To qualify for the performance-based compensation exception under Section 162(m), an award must be payable only upon attainment of pre-specified performance goals. The IRS regulations under Section 162(m) provide that compensation will not lose its status as performancebased compensation if it is payable prior to the attainment of the performance goals upon one of three events – death, disability, or change in control. (Of course, if an award is paid upon one of those events prior to the achievement of the goals, the payment would not be performancebased and therefore would not be deductible if the executive is required to be listed in the proxy for the year, and his or her compensation exceeds $1 million for the year.) In 1999 and 2006, the IRS issued favorable private letter rulings that recognized two other events that would allow payment prior to the achievement of the performance goals – an executive's involuntary termination without "cause" or the executive's resignation for "good reason." The 1999 ruling reasoned that terminations without cause and resignations for good reason were involuntary terminations similar to terminations as a result of death, disability or change in control and therefore would not adversely affect the potential for performancebased compensation.

The recent IRS ruling, Private Letter Ruling 200804004, holds that an employment contract providing for accelerated payment of an award upon termination for “cause” or resignation for “good reason” causes the award NOT to be performance- based in its entirety because it could be paid in circumstances other than achievement of the performance goal (or death, disability or change in control).

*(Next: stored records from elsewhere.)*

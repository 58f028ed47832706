// Stateful in-memory kernel tables for tests

use std::collections::HashSet;
use std::sync::Mutex;

use super::{KernelTables, RuleSpec};
use crate::error::{AppError, AppResult};
use crate::routes::Route;
use crate::rules::Rule;

/// A mutation the reconciler asked for
#[derive(Debug, Clone, PartialEq, Eq)]
pub enum Op {
    Add(RuleSpec),
    Del(RuleSpec),
}

/// Records every mutation and applies it to its own rule list, so a
/// rescan sees the result of the previous sync.
#[derive(Default)]
pub struct MockKernel {
    routes: Mutex<Vec<Route>>,
    rules: Mutex<Vec<Rule>>,
    ops: Mutex<Vec<Op>>,
    fail_route_list: bool,
    fail_rule_list: bool,
    rejected_sources: HashSet<String>,
}

impl MockKernel {
    pub fn new() -> Self {
        Self::default()
    }

    pub fn with_routes(self, routes: Vec<Route>) -> Self {
        *self.routes.lock().unwrap() = routes;
        self
    }

    pub fn with_rules(self, rules: Vec<Rule>) -> Self {
        *self.rules.lock().unwrap() = rules;
        self
    }

    /// Existing rules in `table`, one per source
    pub fn with_table_rules(self, table: u32, sources: &[&str]) -> Self {
        let rules = sources
            .iter()
            .map(|source| Rule {
                priority: Some(5),
                source: Some(source.to_string()),
                source_len: None,
                table: Some(table),
            })
            .collect();
        self.with_rules(rules)
    }

    pub fn failing_route_list(mut self) -> Self {
        self.fail_route_list = true;
        self
    }

    pub fn failing_rule_list(mut self) -> Self {
        self.fail_rule_list = true;
        self
    }

    /// Make add/del for `source` fail as if the kernel refused it
    pub fn rejecting(mut self, source: &str) -> Self {
        self.rejected_sources.insert(source.to_string());
        self
    }

    pub fn set_routes(&self, routes: Vec<Route>) {
        *self.routes.lock().unwrap() = routes;
    }

    pub fn ops(&self) -> Vec<Op> {
        self.ops.lock().unwrap().clone()
    }

    pub fn clear_ops(&self) {
        self.ops.lock().unwrap().clear();
    }

    pub fn additions(&self) -> Vec<RuleSpec> {
        self.ops()
            .into_iter()
            .filter_map(|op| match op {
                Op::Add(rule) => Some(rule),
                Op::Del(_) => None,
            })
            .collect()
    }

    pub fn deletions(&self) -> Vec<RuleSpec> {
        self.ops()
            .into_iter()
            .filter_map(|op| match op {
                Op::Del(rule) => Some(rule),
                Op::Add(_) => None,
            })
            .collect()
    }

    fn check_rejected(&self, rule: &RuleSpec) -> AppResult<()> {
        if self.rejected_sources.contains(&rule.source.to_string()) {
            return Err(AppError::CommandFailed {
                command: format!("ip -4 rule {}", rule),
                status: "exit status: 2".to_string(),
                stderr: "RTNETLINK answers: Operation not permitted".to_string(),
            });
        }
        Ok(())
    }
}

impl KernelTables for MockKernel {
    fn list_routes(&self) -> AppResult<Vec<Route>> {
        if self.fail_route_list {
            return Err(AppError::CommandFailed {
                command: "ip -json -4 route show".to_string(),
                status: "exit status: 1".to_string(),
                stderr: "permission denied".to_string(),
            });
        }
        Ok(self.routes.lock().unwrap().clone())
    }

    fn list_rules(&self) -> AppResult<Vec<Rule>> {
        if self.fail_rule_list {
            return Err(AppError::CommandFailed {
                command: "ip -json -4 rule show".to_string(),
                status: "exit status: 1".to_string(),
                stderr: "permission denied".to_string(),
            });
        }
        Ok(self.rules.lock().unwrap().clone())
    }

    fn add_rule(&self, rule: &RuleSpec) -> AppResult<()> {
        self.ops.lock().unwrap().push(Op::Add(rule.clone()));
        self.check_rejected(rule)?;

        self.rules.lock().unwrap().push(Rule {
            priority: rule.priority,
            source: Some(rule.source.to_string()),
            source_len: None,
            table: Some(rule.table),
        });
        Ok(())
    }

    fn del_rule(&self, rule: &RuleSpec) -> AppResult<()> {
        self.ops.lock().unwrap().push(Op::Del(rule.clone()));
        self.check_rejected(rule)?;

        let source = rule.source.to_string();
        let mut rules = self.rules.lock().unwrap();
        let position = rules.iter().position(|r| {
            r.table == Some(rule.table) && r.source_id().as_deref() == Some(source.as_str())
        });

        match position {
            Some(index) => {
                rules.remove(index);
                Ok(())
            }
            None => Err(AppError::CommandFailed {
                command: format!("ip -4 rule del {}", rule),
                status: "exit status: 2".to_string(),
                stderr: "RTNETLINK answers: No such file or directory".to_string(),
            }),
        }
    }
}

This means that even if the executive achieves the goals and is paid for that reason, nevertheless THE AWARD FAILS Section 162(m) requirements and is not considered a “performance-based” award.

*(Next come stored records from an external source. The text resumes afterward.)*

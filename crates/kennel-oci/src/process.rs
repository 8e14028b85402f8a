//! Process specifications.
//!
//! [`ProcessSpec`] is what callers describe; [`RuntimeProcess`] is the OCI
//! `process` object the runtime receives on `exec --process`.

use std::path::PathBuf;

use serde::{Deserialize, Serialize};

/// A process to run inside a container.
#[derive(Debug, Clone, Default, PartialEq, Eq, Serialize, Deserialize)]
pub struct ProcessSpec {
    /// Executable, resolved inside the container.
    pub path: String,
    /// Arguments, excluding the executable.
    #[serde(default)]
    pub args: Vec<String>,
    /// `KEY=VALUE` environment entries.
    #[serde(default)]
    pub env: Vec<String>,
    /// Working directory; `/` when unset.
    #[serde(default)]
    pub dir: Option<PathBuf>,
    /// Allocate a terminal of this size.
    #[serde(default)]
    pub tty: Option<TtySize>,
    /// Resource limits.
    #[serde(default)]
    pub limits: ResourceLimits,
    /// User to run as.
    #[serde(default)]
    pub user: User,
}

impl ProcessSpec {
    /// Spec running `path` with `args`.
    #[must_use]
    pub fn new(path: impl Into<String>, args: impl IntoIterator<Item = impl Into<String>>) -> Self {
        Self {
            path: path.into(),
            args: args.into_iter().map(Into::into).collect(),
            ..Self::default()
        }
    }

    /// Set the environment.
    #[must_use]
    pub fn with_env(mut self, env: impl IntoIterator<Item = impl Into<String>>) -> Self {
        self.env = env.into_iter().map(Into::into).collect();
        self
    }

    /// Set the working directory.
    #[must_use]
    pub fn with_dir(mut self, dir: impl Into<PathBuf>) -> Self {
        self.dir = Some(dir.into());
        self
    }

    /// Request a terminal.
    #[must_use]
    pub const fn with_tty(mut self, size: TtySize) -> Self {
        self.tty = Some(size);
        self
    }

    /// The OCI process object handed to the runtime.
    #[must_use]
    pub fn to_runtime(&self) -> RuntimeProcess {
        let mut args = Vec::with_capacity(self.args.len() + 1);
        args.push(self.path.clone());
        args.extend(self.args.iter().cloned());

        RuntimeProcess {
            terminal: self.tty.is_some(),
            console_size: self.tty.map(ConsoleSize::from),
            user: self.user.clone(),
            args,
            env: self.env.clone(),
            cwd: self.dir.clone().unwrap_or_else(|| PathBuf::from("/")),
            rlimits: self.limits.to_rlimits(),
        }
    }
}

/// Terminal dimensions as sent over the window-size control FIFO.
#[derive(Debug, Clone, Copy, PartialEq, Eq, Serialize, Deserialize)]
pub struct TtySize {
    /// Columns.
    pub columns: u16,
    /// Rows.
    pub rows: u16,
}

impl TtySize {
    /// Size with `columns` x `rows`.
    #[must_use]
    pub const fn new(columns: u16, rows: u16) -> Self {
        Self { columns, rows }
    }
}

/// Console size in OCI form.
#[derive(Debug, Clone, Copy, PartialEq, Eq, Serialize, Deserialize)]
pub struct ConsoleSize {
    /// Height in characters.
    pub height: u32,
    /// Width in characters.
    pub width: u32,
}

impl From<TtySize> for ConsoleSize {
    fn from(size: TtySize) -> Self {
        Self {
            height: u32::from(size.rows),
            width: u32::from(size.columns),
        }
    }
}

/// User and group IDs.
#[derive(Debug, Clone, Default, PartialEq, Eq, Serialize, Deserialize)]
#[serde(rename_all = "camelCase")]
pub struct User {
    /// User ID.
    pub uid: u32,
    /// Group ID.
    pub gid: u32,
    /// Additional group IDs.
    #[serde(default, skip_serializing_if = "Vec::is_empty")]
    pub additional_gids: Vec<u32>,
}

/// Per-process resource limits. Unset entries inherit the runtime default.
///
/// Each value applies as both the soft and the hard limit.
#[derive(Debug, Clone, Copy, Default, PartialEq, Eq, Serialize, Deserialize)]
pub struct ResourceLimits {
    /// `RLIMIT_AS`
    pub address_space: Option<u64>,
    /// `RLIMIT_CORE`
    pub core: Option<u64>,
    /// `RLIMIT_CPU`
    pub cpu: Option<u64>,
    /// `RLIMIT_DATA`
    pub data: Option<u64>,
    /// `RLIMIT_FSIZE`
    pub file_size: Option<u64>,
    /// `RLIMIT_LOCKS`
    pub locks: Option<u64>,
    /// `RLIMIT_MEMLOCK`
    pub memlock: Option<u64>,
    /// `RLIMIT_MSGQUEUE`
    pub msgqueue: Option<u64>,
    /// `RLIMIT_NICE`
    pub nice: Option<u64>,
    /// `RLIMIT_NOFILE`
    pub nofile: Option<u64>,
    /// `RLIMIT_NPROC`
    pub nproc: Option<u64>,
    /// `RLIMIT_RSS`
    pub rss: Option<u64>,
    /// `RLIMIT_RTPRIO`
    pub rtprio: Option<u64>,
    /// `RLIMIT_SIGPENDING`
    pub sigpending: Option<u64>,
    /// `RLIMIT_STACK`
    pub stack: Option<u64>,
}

impl ResourceLimits {
    fn to_rlimits(self) -> Vec<Rlimit> {
        [
            ("RLIMIT_AS", self.address_space),
            ("RLIMIT_CORE", self.core),
            ("RLIMIT_CPU", self.cpu),
            ("RLIMIT_DATA", self.data),
            ("RLIMIT_FSIZE", self.file_size),
            ("RLIMIT_LOCKS", self.locks),
            ("RLIMIT_MEMLOCK", self.memlock),
            ("RLIMIT_MSGQUEUE", self.msgqueue),
            ("RLIMIT_NICE", self.nice),
            ("RLIMIT_NOFILE", self.nofile),
            ("RLIMIT_NPROC", self.nproc),
            ("RLIMIT_RSS", self.rss),
            ("RLIMIT_RTPRIO", self.rtprio),
            ("RLIMIT_SIGPENDING", self.sigpending),
            ("RLIMIT_STACK", self.stack),
        ]
        .into_iter()
        .filter_map(|(name, value)| {
            value.map(|v| Rlimit {
                limit_type: name.to_string(),
                hard: v,
                soft: v,
            })
        })
        .collect()
    }
}

/// A single OCI rlimit entry.
#[derive(Debug, Clone, PartialEq, Eq, Serialize, Deserialize)]
pub struct Rlimit {
    /// Limit type (e.g., `RLIMIT_NOFILE`).
    #[serde(rename = "type")]
    pub limit_type: String,
    /// Hard limit.
    pub hard: u64,
    /// Soft limit.
    pub soft: u64,
}

/// OCI `process` object.
#[derive(Debug, Clone, PartialEq, Eq, Serialize, Deserialize)]
#[serde(rename_all = "camelCase")]
pub struct RuntimeProcess {
    /// Whether to run with a terminal.
    #[serde(default)]
    pub terminal: bool,
    /// Console size (if terminal is true).
    #[serde(skip_serializing_if = "Option::is_none")]
    pub console_size: Option<ConsoleSize>,
    /// User to run as.
    pub user: User,
    /// Command arguments, executable first.
    pub args: Vec<String>,
    /// Environment variables.
    #[serde(default, skip_serializing_if = "Vec::is_empty")]
    pub env: Vec<String>,
    /// Working directory.
    pub cwd: PathBuf,
    /// Resource limits.
    #[serde(default, skip_serializing_if = "Vec::is_empty")]
    pub rlimits: Vec<Rlimit>,
}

Although this ruling is not “binding” on other taxpayers because it is only a private letter ruling, it may represent a change in the IRS position on this issue. In particular, it may reflect a change to a strict reading of the regulations – one that supports only exceptions for death, disability and change in control, but not terminations without cause or resignations for good reason. As a result, we recommend that you review all of your company’s performance-based awards in conjunction with its severance, change of control and employment agreements. If you find there are payment triggers based on termination “without cause,” or resignation for “good reason” (regardless of achievement of performance goals), then these payment triggers must be eliminated, or the company’s deduction for these awards in the ordinary course would likely be challenged by the IRS.

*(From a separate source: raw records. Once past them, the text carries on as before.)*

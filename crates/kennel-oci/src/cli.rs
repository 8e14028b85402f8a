//! Command lines for a runc-compatible runtime.

use std::ffi::OsString;
use std::path::{Path, PathBuf};

/// Builds argument vectors for the low-level OCI runtime.
///
/// Global flags (`--debug --log <path>`) come first when a log is set.
#[derive(Debug, Clone, PartialEq, Eq)]
pub struct RuntimeCli {
    binary: PathBuf,
    log: Option<PathBuf>,
}

impl RuntimeCli {
    /// Runtime at `binary`, no log.
    #[must_use]
    pub fn new(binary: impl Into<PathBuf>) -> Self {
        Self {
            binary: binary.into(),
            log: None,
        }
    }

    /// Ask the runtime to write its JSON debug log to `log`.
    #[must_use]
    pub fn with_log(mut self, log: impl Into<PathBuf>) -> Self {
        self.log = Some(log.into());
        self
    }

    /// The runtime binary.
    #[must_use]
    pub fn binary(&self) -> &Path {
        &self.binary
    }

    fn global(&self) -> Vec<OsString> {
        match &self.log {
            Some(log) => vec!["--debug".into(), "--log".into(), log.into(), "--log-format".into(), "json".into()],
            None => Vec::new(),
        }
    }

    /// `create --bundle <dir> --pid-file <p> [--console-socket <s>] <id>`
    #[must_use]
    pub fn create(&self, bundle: &Path, pidfile: &Path, console_socket: Option<&Path>, id: &str) -> Vec<OsString> {
        let mut args = self.global();
        args.extend(["create".into(), "--bundle".into(), bundle.into()]);
        args.extend(["--pid-file".into(), pidfile.into()]);
        if let Some(socket) = console_socket {
            args.extend(["--console-socket".into(), socket.into()]);
        }
        args.push(id.into());
        args
    }

    /// `exec -d --pid-file <p> --process <spec> [--tty --console-socket <s>] <id>`
    #[must_use]
    pub fn exec(&self, pidfile: &Path, process: &Path, console_socket: Option<&Path>, id: &str) -> Vec<OsString> {
        let mut args = self.global();
        args.extend(["exec".into(), "-d".into()]);
        args.extend(["--pid-file".into(), pidfile.into()]);
        args.extend(["--process".into(), process.into()]);
        if let Some(socket) = console_socket {
            args.extend(["--tty".into(), "--console-socket".into(), socket.into()]);
        }
        args.push(id.into());
        args
    }

    /// `start <id>`
    #[must_use]
    pub fn start(&self, id: &str) -> Vec<OsString> {
        self.simple("start", id)
    }

    /// `delete <id>`
    #[must_use]
    pub fn delete(&self, id: &str) -> Vec<OsString> {
        self.simple("delete", id)
    }

    /// `delete --force <id>`
    #[must_use]
    pub fn force_delete(&self, id: &str) -> Vec<OsString> {
        let mut args = self.global();
        args.extend(["delete".into(), "--force".into(), id.into()]);
        args
    }

    /// `kill <id> <signal>`
    #[must_use]
    pub fn kill(&self, id: &str, signal: &str) -> Vec<OsString> {
        let mut args = self.global();
        args.extend(["kill".into(), id.into(), signal.into()]);
        args
    }

    fn simple(&self, verb: &str, id: &str) -> Vec<OsString> {
        let mut args = self.global();
        args.extend([verb.into(), id.into()]);
        args
    }
}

You should also keep in mind that there are potential adverse tax consequences to using these accelerated payment triggers for “performance bonuses” under Section 409A. Typically, Section 409A permits an executive to make an election to defer a “performance bonus” as late as six months prior to the end of the performance period. However, if the executive is entitled to receive the bonus regardless of performance if his employment is involuntarily terminated (or he quits for good reason) during the performance period, then the normal deferral election rules apply. These rules require that the election be made in the calendar year prior to the beginning of the performance period. These election rules apply to both public and private company employers.